Edwin York Bowen (Crouch Hill, Londen, Engeland; 22 februari 1884 – Londen, 11 november 1961) was de jongste zoon van een eigenaar van het whiskeymerk Bowen and McKechnie. Zijn eerste muzieklessen kreeg hij van zijn moeder. Zijn talent viel op en hij mocht muzieklessen volgen aan het North Metropolitan College of Music; daarna studeerde hij aan het Blackheath Conservatorium bij Alfred Izard.

Vanaf 1898 studeerde York Bowen aan de Royal Academy of Music compositie bij Frederick Corder en piano bij Tobias Matthay. In 1907 kreeg hij werk aan de RAM en was 2 jaar docent.

In 1912 trouwde York Bowen met zangeres Sylvia Dalton, dochter van een dominee uit Somerset. In 1913 werd hun zoon Philip geboren.

Tijdens de Eerste Wereldoorlog speelde Bowen bij de Scots Guard Regimental Band, maar door een longontsteking moest hij opgeven en terugkeren naar zijn vaderland. Hij bleef daarna lesgeven en componeren.

De  York Bowen Society promoot de werken van de componist.

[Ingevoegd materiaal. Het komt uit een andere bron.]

//! xvbox - vertical box for existing X11 windows
//!
//! Reparents top-level windows, given by window ID on the command line, into
//! a single vertically stacked container window, then idles on the X11 event
//! queue until killed.

mod cli;
mod layout;
mod window_query;

use std::env::VarError;

use anyhow::{bail, Context, Result};
use clap::Parser;
use x11rb::connection::Connection;
use x11rb::protocol::xproto::*;
use x11rb::rust_connection::RustConnection;
use x11rb::wrapper::ConnectionExt as _;

use cli::Cli;
use layout::{band_rect, CONTAINER_HEIGHT, CONTAINER_WIDTH};
use window_query::{format_window_id, manageability, Manageability};

/// The reparenting session: one X11 connection, one container window.
struct Vbox {
    conn: RustConnection,
    screen_num: usize,
    /// The container window that clients are stacked into.
    container: Window,
    /// Number of clients reparented so far; fixes the next band slot.
    clients: usize,
}

/// Open the display named by DISPLAY, falling back to the library's default
/// connection behavior when the variable is unset.
fn connect_display() -> Result<(RustConnection, usize)> {
    match std::env::var("DISPLAY") {
        Ok(display) => RustConnection::connect(Some(&display))
            .with_context(|| format!("failed X11 connection to '{}'", display)),
        Err(VarError::NotPresent) => RustConnection::connect(None)
            .context("X11 connection failed; DISPLAY environment variable not set?"),
        Err(VarError::NotUnicode(_)) => bail!("no display target configured"),
    }
}

impl Vbox {
    /// Connect to X11 and create the container window: 200x800 at the
    /// origin, black background, mapped and raised immediately.
    fn new() -> Result<Self> {
        let (conn, screen_num) = connect_display()?;

        let screen = &conn.setup().roots[screen_num];
        let root = screen.root;
        let black_pixel = screen.black_pixel;

        log::info!(
            "Connected to X11, screen {}, root window 0x{:x}",
            screen_num,
            root
        );

        let container = conn.generate_id()?;
        conn.create_window(
            x11rb::COPY_DEPTH_FROM_PARENT,
            container,
            root,
            0,
            0,
            CONTAINER_WIDTH,
            CONTAINER_HEIGHT,
            0, // border width
            WindowClass::INPUT_OUTPUT,
            x11rb::COPY_FROM_PARENT,
            &CreateWindowAux::new().background_pixel(black_pixel),
        )?;
        conn.change_property8(
            PropMode::REPLACE,
            container,
            AtomEnum::WM_NAME,
            AtomEnum::STRING,
            b"vbox",
        )?;
        conn.map_window(container)?;
        conn.configure_window(
            container,
            &ConfigureWindowAux::new().stack_mode(StackMode::ABOVE),
        )?;
        conn.flush()?;

        log::info!("Created container window 0x{:x}", container);

        Ok(Self {
            conn,
            screen_num,
            container,
            clients: 0,
        })
    }

    /// Root window of the default screen
    fn root(&self) -> Window {
        self.conn.setup().roots[self.screen_num].root
    }

    fn query_root_children(&self) -> Result<QueryTreeReply> {
        Ok(self.conn.query_tree(self.root())?.reply()?)
    }

    /// Find the window matching the given ID among the root's immediate
    /// children and pull it into the container.
    ///
    /// A failed tree query is logged and skips this ID only; processing
    /// continues with the next argument.
    fn reparent(&mut self, wid: &str) -> Result<()> {
        let tree = match self.query_root_children() {
            Ok(tree) => tree,
            Err(err) => {
                log::warn!("did not capture {}: {}", wid, err);
                return Ok(());
            }
        };

        // No early exit after a match: if the server ever handed out
        // duplicate IDs, the last match would win.
        for &child in &tree.children {
            let manageable = manageability(&self.conn, child);
            if manageable == Manageability::NotManageable {
                continue;
            }

            let id = format_window_id(child);
            if id == wid {
                if manageable == Manageability::Mapped {
                    // Unmap first so the move is not visible as a flash
                    self.conn.unmap_window(child)?;
                    self.conn.sync()?;
                }
                self.reparent_window(child)?;
            } else {
                println!("Did not match {}", id);
            }
        }

        Ok(())
    }

    /// Move a window into the container at the next free band slot.
    fn reparent_window(&mut self, window: Window) -> Result<()> {
        debug_assert_ne!(self.container, x11rb::NONE);

        println!("Reparenting {}", format_window_id(window));
        self.conn.reparent_window(window, self.container, 0, 0)?;
        self.conn.sync()?;

        let band = band_rect(self.clients);
        self.conn.configure_window(
            window,
            &ConfigureWindowAux::new()
                .x(band.x)
                .y(band.y)
                .width(band.width)
                .height(band.height),
        )?;
        self.conn.map_subwindows(self.container)?;
        self.conn.configure_window(
            window,
            &ConfigureWindowAux::new().stack_mode(StackMode::ABOVE),
        )?;
        self.conn.sync()?;

        self.clients += 1;
        Ok(())
    }

    /// Terminal state: watch the container for substructure changes and
    /// block on the event queue forever. Only a connection failure returns.
    fn run(&mut self) -> Result<()> {
        self.conn.sync()?;
        self.conn.change_window_attributes(
            self.container,
            &ChangeWindowAttributesAux::new().event_mask(EventMask::SUBSTRUCTURE_NOTIFY),
        )?;
        self.conn.flush()?;

        log::info!("Entering event loop");
        loop {
            let event = self.conn.wait_for_event()?;
            log::debug!("Ignoring event: {:?}", event);
        }
    }
}

fn main() -> Result<()> {
    // Initialize logging
    env_logger::Builder::from_env(env_logger::Env::default().default_filter_or("info")).init();

    let cli = Cli::parse();

    // Container first: an empty argument list still creates it.
    let mut vbox = Vbox::new()?;

    if cli.windows.is_empty() {
        bail!("usage: xvbox WINDOW_ID ...");
    }

    for wid in &cli.windows {
        vbox.reparent(wid)?;
    }

    vbox.run()
}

York Bowen componeerde 160 werken:

     14 orkestwerken

     8 concerten

- 4 pianoconcerten

     1 werk voor harmonieorkest

     45 kamermuziekwerken

- Fantasia ("Fantasie Quartet") in e kleine terts voor 4 altviolen, opus 41 nr. 1, 1907, voor altvioolvirtuoos Lionel Tertis en zijn leerlingen

- Sonata voor hobo en piano, opus 85, 1927, dromerig en impressionistisch

     1 werk voor harp

     3 orgelwerken

     9 werken voor piano vierhandig of twee piano’s

     60 (series) pianowerken

     11 werken voor (zang)stem en piano

- Song for a Child's Headache, voor spreker en piano, tekst Violet Helen Friedlandande 

www.yorkbowen.co.uk

 

Marie Victor Justin Léon Jongen (Luik, België, 2 maart 1884 - Brussel, 18 november 1969) was zoon van houthandelaar en houtsnijwerker Marie Joseph Alphonse Jongen en Ade Marie Marquerita Beltermanne en de jongere broer van componist Joseph Jongen. Léon Jongen studeerde aan het Koninklijk Conservatorium van Luik en werd daar na zijn studies in 1898 organist aan de Sint-Jacqueskerk. In 1908 verliet hij die post om met een pianokwartet door Europa te gaan toeren. Hij vestigde zich in Parijs. In 1913 behaalde hij de Eerste Grote Prijs van Rome voor zijn cantate Les fiancés de Noël.

Na de Eerste Wereldoorlog reisde hij naar Afrika, Indië, China, Japan en Hanoi. In Hanoi was hij van 1927 tot 1929 dirigent van het Tonkin Operatheater. In 1934 keerde hij terug naar België en werd hij docent contrapunt aan het Koninklijk Conservatorium van Brussel waar hij zijn broer Joseph Jongen opvolgde als directeur. Léon Jongen was van 1960 tot 1962 voorzitter van de Koningin Elisabethwedstrijd.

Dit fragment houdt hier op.